I’ve always been impressed by scale. I like big mountains, big trees and (once I look past their carbon footprint) I like big buildings as well.
La Sagrada Familia, the Taj Mahal and the Petronas Towers are all large constructions, and beautiful, but they are dwarfed by the biggest buildings that man has managed to make.
The largest building in the world (by volume)
I often wonder what makes the machines that make things (like cars, boats, etc). And what makes the machines that make those machines. And so on, until I’m blinded by a philosophical convergence of infinitesimal equations.
Similarly, sort of, where do you find the space to assemble some of the largest passenger vehicles on or above the earth? You do it in a building. A very, very big building.
So how big is that? Well:
- You could fit about 11 Colosseums in there
- It would take about three and a half hours for the Victoria Falls to fill it
They assemble 747s, 767s, 777s and 787s at the Boeing Everett factory, easily.

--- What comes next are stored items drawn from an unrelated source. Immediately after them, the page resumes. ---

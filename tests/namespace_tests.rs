//! Integration tests for namespace resolution while parsing

mod common;

use common::{fixture, init_tracing};
use pretty_assertions::assert_eq;
use std::sync::Arc;
use xmlmapper::{
    AttributeSpec, ContentSpec, ElementSpec, Instance, ParseOptions, Parsed, ScalarType, Schema,
    Value,
};

fn text<'a>(instance: &'a Instance, name: &str) -> Option<&'a str> {
    instance.get(name).and_then(Value::as_str)
}

fn strings(instance: &Instance, name: &str) -> Vec<String> {
    instance
        .get(name)
        .and_then(Value::as_list)
        .map(|items| items.iter().map(Value::to_text).collect())
        .unwrap_or_default()
}

#[test]
fn test_mixed_namespaces() {
    init_tracing();
    let mut schema = Schema::new("Address");
    schema.namespace("prefix");
    schema
        .has_many(
            ElementSpec::new("streets", ScalarType::String)
                .with_tag("street")
                .without_namespace(),
        )
        .unwrap()
        .has_one(
            ElementSpec::new("house_number", ScalarType::String)
                .with_tag("housenumber")
                .without_namespace(),
        )
        .unwrap()
        .has_one(ElementSpec::new("postcode", ScalarType::String).with_namespace("different"))
        .unwrap()
        .has_one(ElementSpec::new("city", ScalarType::String).without_namespace())
        .unwrap();

    let parsed = schema
        .build()
        .parse_with(&fixture("mixed_namespaces.xml"), &ParseOptions::new().single())
        .unwrap();
    let address = parsed.one().unwrap();

    assert_eq!(strings(address, "streets"), vec!["Milchstrasse", "Another Street"]);
    assert_eq!(text(address, "house_number"), Some("23"));
    assert_eq!(text(address, "postcode"), Some("26131"));
    assert_eq!(text(address, "city"), Some("Oldenburg"));
}

#[test]
fn test_registered_default_namespace_on_root() {
    let mut schema = Schema::new("RootCollision");
    schema
        .register_namespace("xmlns", "http://www.unicornland.com/prefix")
        .tag("address")
        .unwrap()
        .has_many(ElementSpec::new("streets", ScalarType::String).with_tag("street"))
        .unwrap();

    let parsed = schema.build().parse(&fixture("root_collision.xml")).unwrap();
    let address = parsed.one().expect("the root element is always a single result");
    assert_eq!(strings(address, "streets"), vec!["Milchstrasse", "Another Street"]);
}

fn product() -> Arc<Schema> {
    let mut schema = Schema::new("Product");
    schema
        .attribute(AttributeSpec::new("sku", ScalarType::String))
        .unwrap()
        .attribute(AttributeSpec::new("in_stock", ScalarType::Boolean).with_tag("in-stock"))
        .unwrap()
        .element(ElementSpec::new("title", ScalarType::String))
        .unwrap()
        .element(ElementSpec::new("price", ScalarType::Decimal))
        .unwrap()
        .element(ElementSpec::new("released", ScalarType::Date))
        .unwrap()
        .has_many(ElementSpec::new("tags", ScalarType::String).with_tag("tag"))
        .unwrap();
    schema.build()
}

#[test]
fn test_default_namespace_is_ambient() {
    let products = product().parse(&fixture("product_default_namespace.xml")).unwrap();
    let products = products.many();
    assert_eq!(products.len(), 2);

    let widget = &products[0];
    assert_eq!(text(widget, "sku"), Some("A-1"));
    assert_eq!(widget.get("in_stock"), Some(&Value::Boolean(true)));
    assert_eq!(text(widget, "title"), Some("Widget"));
    assert_eq!(widget.get("price").map(Value::to_text).as_deref(), Some("9.95"));
    assert_eq!(widget.get("released").map(Value::to_text).as_deref(), Some("2020-03-14"));
    assert_eq!(strings(widget, "tags"), vec!["tools", "metal"]);

    let gadget = &products[1];
    assert_eq!(gadget.get("in_stock"), Some(&Value::Boolean(false)));
    assert!(strings(gadget, "tags").is_empty());
}

#[test]
fn test_namespace_option_overrides_schema() {
    let mut schema = Schema::new("Item");
    schema.content(ContentSpec::new("label", ScalarType::String));
    let schema = schema.build();
    let xml = r#"<root xmlns:x="urn:x"><x:item>qualified</x:item><item>plain</item></root>"#;

    let plain = schema.parse(xml).unwrap();
    let labels: Vec<_> = plain.many().iter().filter_map(|i| text(i, "label")).collect();
    assert_eq!(labels, vec!["plain"]);

    let qualified = schema
        .parse_with(xml, &ParseOptions::new().with_namespace("x"))
        .unwrap();
    let labels: Vec<_> = qualified.many().iter().filter_map(|i| text(i, "label")).collect();
    assert_eq!(labels, vec!["qualified"]);
}

#[test]
fn test_unbound_prefix_matches_nothing() {
    let mut schema = Schema::new("Item");
    schema.namespace("nowhere");
    let parsed = schema.build().parse("<root><item/></root>").unwrap();
    assert_eq!(parsed, Parsed::Many(Vec::new()));
}

#[test]
fn test_prefixes_bind_by_uri() {
    let mut schema = Schema::new("Feed");
    schema
        .register_namespace("a", "http://www.w3.org/2005/Atom")
        .element(ElementSpec::new("title", ScalarType::String).with_namespace("a"))
        .unwrap();
    let xml = r#"<feed xmlns:atom="http://www.w3.org/2005/Atom"><atom:title>Bound by URI</atom:title></feed>"#;

    let parsed = schema.build().parse(xml).unwrap();
    assert_eq!(parsed.one().and_then(|feed| text(feed, "title")), Some("Bound by URI"));
}

#[test]
fn test_nested_schema_namespaces() {
    let mut city = Schema::new("City");
    city.register_namespace("c", "urn:city").namespace("c");
    city.element(ElementSpec::new("name", ScalarType::String)).unwrap();
    let city = city.build();

    let mut address = Schema::new("Address");
    address.register_namespace("a", "urn:address").namespace("a");
    address
        .element(ElementSpec::new("street", ScalarType::String))
        .unwrap()
        .has_one(ElementSpec::new("city", city))
        .unwrap();

    let xml = r#"<a:address xmlns:a="urn:address" xmlns:c="urn:city">
        <a:street>Unter den Linden</a:street>
        <c:city><c:name>Berlin</c:name></c:city>
    </a:address>"#;

    let parsed = address.build().parse(xml).unwrap();
    let address = parsed.one().unwrap();
    assert_eq!(text(address, "street"), Some("Unter den Linden"));
    let city = address.get("city").and_then(Value::as_object).unwrap();
    assert_eq!(text(city, "name"), Some("Berlin"));
}

#[test]
fn test_element_namespace_overrides_nested_schema() {
    let mut note = Schema::new("Note");
    note.namespace("n");
    note.content(ContentSpec::new("body", ScalarType::String));
    let note = note.build();

    let mut page = Schema::new("Page");
    page.has_one(ElementSpec::new("note", note).with_namespace("m")).unwrap();
    let xml = r#"<page xmlns:n="urn:n" xmlns:m="urn:m"><n:note>wrong</n:note><m:note>right</m:note></page>"#;

    let parsed = page.build().parse(xml).unwrap();
    let note = parsed
        .one()
        .and_then(|page| page.get("note"))
        .and_then(Value::as_object)
        .unwrap();
    assert_eq!(text(note, "body"), Some("right"));
}

#[test]
fn test_attributes_ignore_ambient_namespace() {
    let mut schema = Schema::new("Image");
    schema.namespace("svg");
    schema
        .attribute(AttributeSpec::new("width", ScalarType::Integer))
        .unwrap()
        .attribute(AttributeSpec::new("href", ScalarType::String).with_namespace("xlink"))
        .unwrap();
    let xml = r#"<svg:image xmlns:svg="http://www.w3.org/2000/svg" xmlns:xlink="http://www.w3.org/1999/xlink" width="40" xlink:href="pic.png"/>"#;

    let parsed = schema.build().parse(xml).unwrap();
    let image = parsed.one().unwrap();
    assert_eq!(image.get("width").and_then(Value::as_i64), Some(40));
    assert_eq!(text(image, "href"), Some("pic.png"));
}
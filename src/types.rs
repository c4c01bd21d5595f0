//! Semantic types and materialized values
//!
//! Every item declares an [`ItemType`]: a built-in scalar, raw XML content,
//! a nested schema, or a [`CustomType`] carrying its own parser functions.
//! Parsed data is held as [`Value`]s.

use crate::error::Result;
use crate::instance::Instance;
use crate::schema::Schema;
use chrono::{DateTime, FixedOffset, NaiveDate, NaiveTime, SecondsFormat};
use indexmap::IndexMap;
use rust_decimal::Decimal;
use std::fmt;
use std::sync::Arc;

/// Function turning raw text into a value
pub type ParseFn = Arc<dyn Fn(&str) -> Result<Value> + Send + Sync>;

/// Function transforming a value right before it is written
pub type SaveFn = Arc<dyn Fn(&Value) -> Value + Send + Sync>;

/// Built-in scalar types
#[derive(Debug, Clone, Copy, PartialEq, Eq, Hash)]
pub enum ScalarType {
    /// Text, passed through unchanged
    String,
    /// 64-bit signed integer
    Integer,
    /// 64-bit float
    Float,
    /// Arbitrary-precision decimal
    Decimal,
    /// `true`/`1` are true, everything else false
    Boolean,
    /// Calendar date
    Date,
    /// Time of day
    Time,
    /// Date and time with offset
    DateTime,
    /// Date and time, falling back to integer seconds since the epoch
    Timestamp,
}

impl ScalarType {
    /// Type name used in messages
    pub fn name(&self) -> &'static str {
        match self {
            ScalarType::String => "String",
            ScalarType::Integer => "Integer",
            ScalarType::Float => "Float",
            ScalarType::Decimal => "Decimal",
            ScalarType::Boolean => "Boolean",
            ScalarType::Date => "Date",
            ScalarType::Time => "Time",
            ScalarType::DateTime => "DateTime",
            ScalarType::Timestamp => "Timestamp",
        }
    }
}

impl fmt::Display for ScalarType {
    fn fmt(&self, f: &mut fmt::Formatter<'_>) -> fmt::Result {
        f.write_str(self.name())
    }
}

/// A user-defined type that knows how to parse itself
///
/// `constructor` is used when an item of this type declares no parser hook;
/// `parsers` back parser hooks that name a method.
#[derive(Clone)]
pub struct CustomType {
    name: String,
    constructor: Option<ParseFn>,
    parsers: IndexMap<String, ParseFn>,
}

impl CustomType {
    /// Create a custom type without any functions
    pub fn new(name: impl Into<String>) -> Self {
        Self {
            name: name.into(),
            constructor: None,
            parsers: IndexMap::new(),
        }
    }

    /// Set the function used when no parser hook is declared
    pub fn with_constructor<F>(mut self, f: F) -> Self
    where
        F: Fn(&str) -> Result<Value> + Send + Sync + 'static,
    {
        self.constructor = Some(Arc::new(f));
        self
    }

    /// Add a named parser function
    pub fn with_parser<F>(mut self, name: impl Into<String>, f: F) -> Self
    where
        F: Fn(&str) -> Result<Value> + Send + Sync + 'static,
    {
        self.parsers.insert(name.into(), Arc::new(f));
        self
    }

    /// Type name
    pub fn name(&self) -> &str {
        &self.name
    }

    /// Constructor, if any
    pub fn constructor(&self) -> Option<&ParseFn> {
        self.constructor.as_ref()
    }

    /// Look up a named parser
    pub fn parser(&self, name: &str) -> Option<&ParseFn> {
        self.parsers.get(name)
    }
}

impl fmt::Debug for CustomType {
    fn fmt(&self, f: &mut fmt::Formatter<'_>) -> fmt::Result {
        f.debug_struct("CustomType")
            .field("name", &self.name)
            .field("constructor", &self.constructor.is_some())
            .field("parsers", &self.parsers.keys().collect::<Vec<_>>())
            .finish()
    }
}

/// Reference to a nested schema
#[derive(Debug, Clone)]
pub enum SchemaRef {
    /// A schema held directly
    Schema(Arc<Schema>),
    /// A schema looked up by name in a [`crate::registry::Registry`] at parse time
    Named(String),
    /// The schema that declares the item
    This,
}

/// Declared type of an item
#[derive(Debug, Clone)]
pub enum ItemType {
    /// Built-in scalar
    Scalar(ScalarType),
    /// Inner markup of the matched node, unparsed
    XmlContent,
    /// Nested mapped type
    Schema(SchemaRef),
    /// User-defined type
    Custom(Arc<CustomType>),
}

impl ItemType {
    /// Nested schema looked up by name
    pub fn named(name: impl Into<String>) -> Self {
        ItemType::Schema(SchemaRef::Named(name.into()))
    }

    /// The declaring schema itself
    pub fn this() -> Self {
        ItemType::Schema(SchemaRef::This)
    }

    /// Whether this is a nested mapped type
    pub fn is_schema(&self) -> bool {
        matches!(self, ItemType::Schema(_))
    }

    /// Type name used in messages
    pub fn name(&self) -> String {
        match self {
            ItemType::Scalar(scalar) => scalar.name().to_string(),
            ItemType::XmlContent => "XmlContent".to_string(),
            ItemType::Schema(SchemaRef::Schema(schema)) => schema.display_name().to_string(),
            ItemType::Schema(SchemaRef::Named(name)) => name.clone(),
            ItemType::Schema(SchemaRef::This) => "self".to_string(),
            ItemType::Custom(custom) => custom.name().to_string(),
        }
    }
}

impl Default for ItemType {
    fn default() -> Self {
        ItemType::Scalar(ScalarType::String)
    }
}

impl From<ScalarType> for ItemType {
    fn from(scalar: ScalarType) -> Self {
        ItemType::Scalar(scalar)
    }
}

impl From<Arc<Schema>> for ItemType {
    fn from(schema: Arc<Schema>) -> Self {
        ItemType::Schema(SchemaRef::Schema(schema))
    }
}

impl From<&Arc<Schema>> for ItemType {
    fn from(schema: &Arc<Schema>) -> Self {
        ItemType::Schema(SchemaRef::Schema(Arc::clone(schema)))
    }
}

impl From<Arc<CustomType>> for ItemType {
    fn from(custom: Arc<CustomType>) -> Self {
        ItemType::Custom(custom)
    }
}

impl From<CustomType> for ItemType {
    fn from(custom: CustomType) -> Self {
        ItemType::Custom(Arc::new(custom))
    }
}

/// A scalar paired with attributes harvested from its source element
#[derive(Debug, Clone, PartialEq)]
pub struct Annotated {
    /// The coerced value
    pub value: Value,
    /// Harvested attributes, keyed by accessor name (`data-src` → `data_src`)
    pub attributes: IndexMap<String, Value>,
}

/// A materialized value
#[derive(Debug, Clone, PartialEq)]
pub enum Value {
    /// Text
    String(String),
    /// Integer
    Integer(i64),
    /// Float
    Float(f64),
    /// Decimal
    Decimal(Decimal),
    /// Boolean
    Boolean(bool),
    /// Date
    Date(NaiveDate),
    /// Time of day
    Time(NaiveTime),
    /// Date and time
    DateTime(DateTime<FixedOffset>),
    /// Ordered collection
    List(Vec<Value>),
    /// Nested mapped object
    Object(Box<Instance>),
    /// Scalar with harvested element attributes
    Annotated(Box<Annotated>),
}

impl Value {
    /// The value with any annotation removed
    pub fn plain(&self) -> &Value {
        match self {
            Value::Annotated(annotated) => annotated.value.plain(),
            other => other,
        }
    }

    /// Get as string slice
    pub fn as_str(&self) -> Option<&str> {
        match self.plain() {
            Value::String(s) => Some(s),
            _ => None,
        }
    }

    /// Get as integer
    pub fn as_i64(&self) -> Option<i64> {
        match self.plain() {
            Value::Integer(i) => Some(*i),
            _ => None,
        }
    }

    /// Get as float
    pub fn as_f64(&self) -> Option<f64> {
        match self.plain() {
            Value::Float(f) => Some(*f),
            Value::Integer(i) => Some(*i as f64),
            _ => None,
        }
    }

    /// Get as boolean
    pub fn as_bool(&self) -> Option<bool> {
        match self.plain() {
            Value::Boolean(b) => Some(*b),
            _ => None,
        }
    }

    /// Get as list
    pub fn as_list(&self) -> Option<&[Value]> {
        match self.plain() {
            Value::List(items) => Some(items),
            _ => None,
        }
    }

    /// Get as nested object
    pub fn as_object(&self) -> Option<&Instance> {
        match self.plain() {
            Value::Object(instance) => Some(instance),
            _ => None,
        }
    }

    /// Get as mutable nested object
    pub fn as_object_mut(&mut self) -> Option<&mut Instance> {
        match self {
            Value::Object(instance) => Some(instance),
            Value::Annotated(annotated) => annotated.value.as_object_mut(),
            _ => None,
        }
    }

    /// Attribute harvested from the source element, by accessor or XML name
    pub fn attribute(&self, name: &str) -> Option<&Value> {
        match self {
            Value::Annotated(annotated) => annotated
                .attributes
                .get(&crate::names::accessor_name(name)),
            _ => None,
        }
    }

    /// Text written for this value
    pub fn to_text(&self) -> String {
        match self {
            Value::String(s) => s.clone(),
            Value::Integer(i) => i.to_string(),
            Value::Float(f) => f.to_string(),
            Value::Decimal(d) => d.to_string(),
            Value::Boolean(b) => b.to_string(),
            Value::Date(d) => d.format("%Y-%m-%d").to_string(),
            Value::Time(t) => t.format("%H:%M:%S%.f").to_string(),
            Value::DateTime(dt) => dt.to_rfc3339_opts(SecondsFormat::AutoSi, true),
            Value::List(items) => items
                .iter()
                .map(Value::to_text)
                .collect::<Vec<_>>()
                .join(","),
            Value::Object(instance) => instance
                .content_value()
                .map(Value::to_text)
                .unwrap_or_default(),
            Value::Annotated(annotated) => annotated.value.to_text(),
        }
    }
}

impl fmt::Display for Value {
    fn fmt(&self, f: &mut fmt::Formatter<'_>) -> fmt::Result {
        f.write_str(&self.to_text())
    }
}

impl From<&str> for Value {
    fn from(s: &str) -> Self {
        Value::String(s.to_string())
    }
}

impl From<String> for Value {
    fn from(s: String) -> Self {
        Value::String(s)
    }
}

impl From<i64> for Value {
    fn from(i: i64) -> Self {
        Value::Integer(i)
    }
}

impl From<i32> for Value {
    fn from(i: i32) -> Self {
        Value::Integer(i64::from(i))
    }
}

impl From<f64> for Value {
    fn from(f: f64) -> Self {
        Value::Float(f)
    }
}

impl From<bool> for Value {
    fn from(b: bool) -> Self {
        Value::Boolean(b)
    }
}

impl From<Decimal> for Value {
    fn from(d: Decimal) -> Self {
        Value::Decimal(d)
    }
}

impl From<NaiveDate> for Value {
    fn from(d: NaiveDate) -> Self {
        Value::Date(d)
    }
}

impl From<DateTime<FixedOffset>> for Value {
    fn from(dt: DateTime<FixedOffset>) -> Self {
        Value::DateTime(dt)
    }
}

impl From<Instance> for Value {
    fn from(instance: Instance) -> Self {
        Value::Object(Box::new(instance))
    }
}

impl<T: Into<Value>> From<Vec<T>> for Value {
    fn from(items: Vec<T>) -> Self {
        Value::List(items.into_iter().map(Into::into).collect())
    }
}

impl PartialEq<&str> for Value {
    fn eq(&self, other: &&str) -> bool {
        self.as_str() == Some(*other)
    }
}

Hell, they could almost fly the planes around in there.
The largest building in the world (by footprint)
Being the largest building by footprint means it would take you longer to run around it than any other building. That may not actually be true, but it’s simple and true enough to say that no other building actually covers more ground than this.
So it’s a good and almost ironic thing that this building is used for selling flowers. Good, ironic, and staggering too. Consider this: with all the flowers that pass through Aalsmeer in a year, you could plant over the Mediterranean Sea.*
Still not sure what ‘by footprint’ means? Me neither, but I think it means that the scar it will leave on the earth has never been matched by anything made by man. Yet.
* I didn’t actually do the maths on this, but 20 million flowers are sold at Aalsmeer every day, so I figured it was a believable stat.
The largest building in the world (by floor space)
The New Century Global Centre in Chengdu is enormous. At 500m long, 400m wide and 100m high, it is almost the size of Taiwan.
It’s no surprise to see the Chinese here, given they’ve built 12 of the 24 tallest buildings on earth. And I suppose if they can control the climate in Beijing long enough to host the 2008 Olympics then they can probably ensure beach weather in a building all year round.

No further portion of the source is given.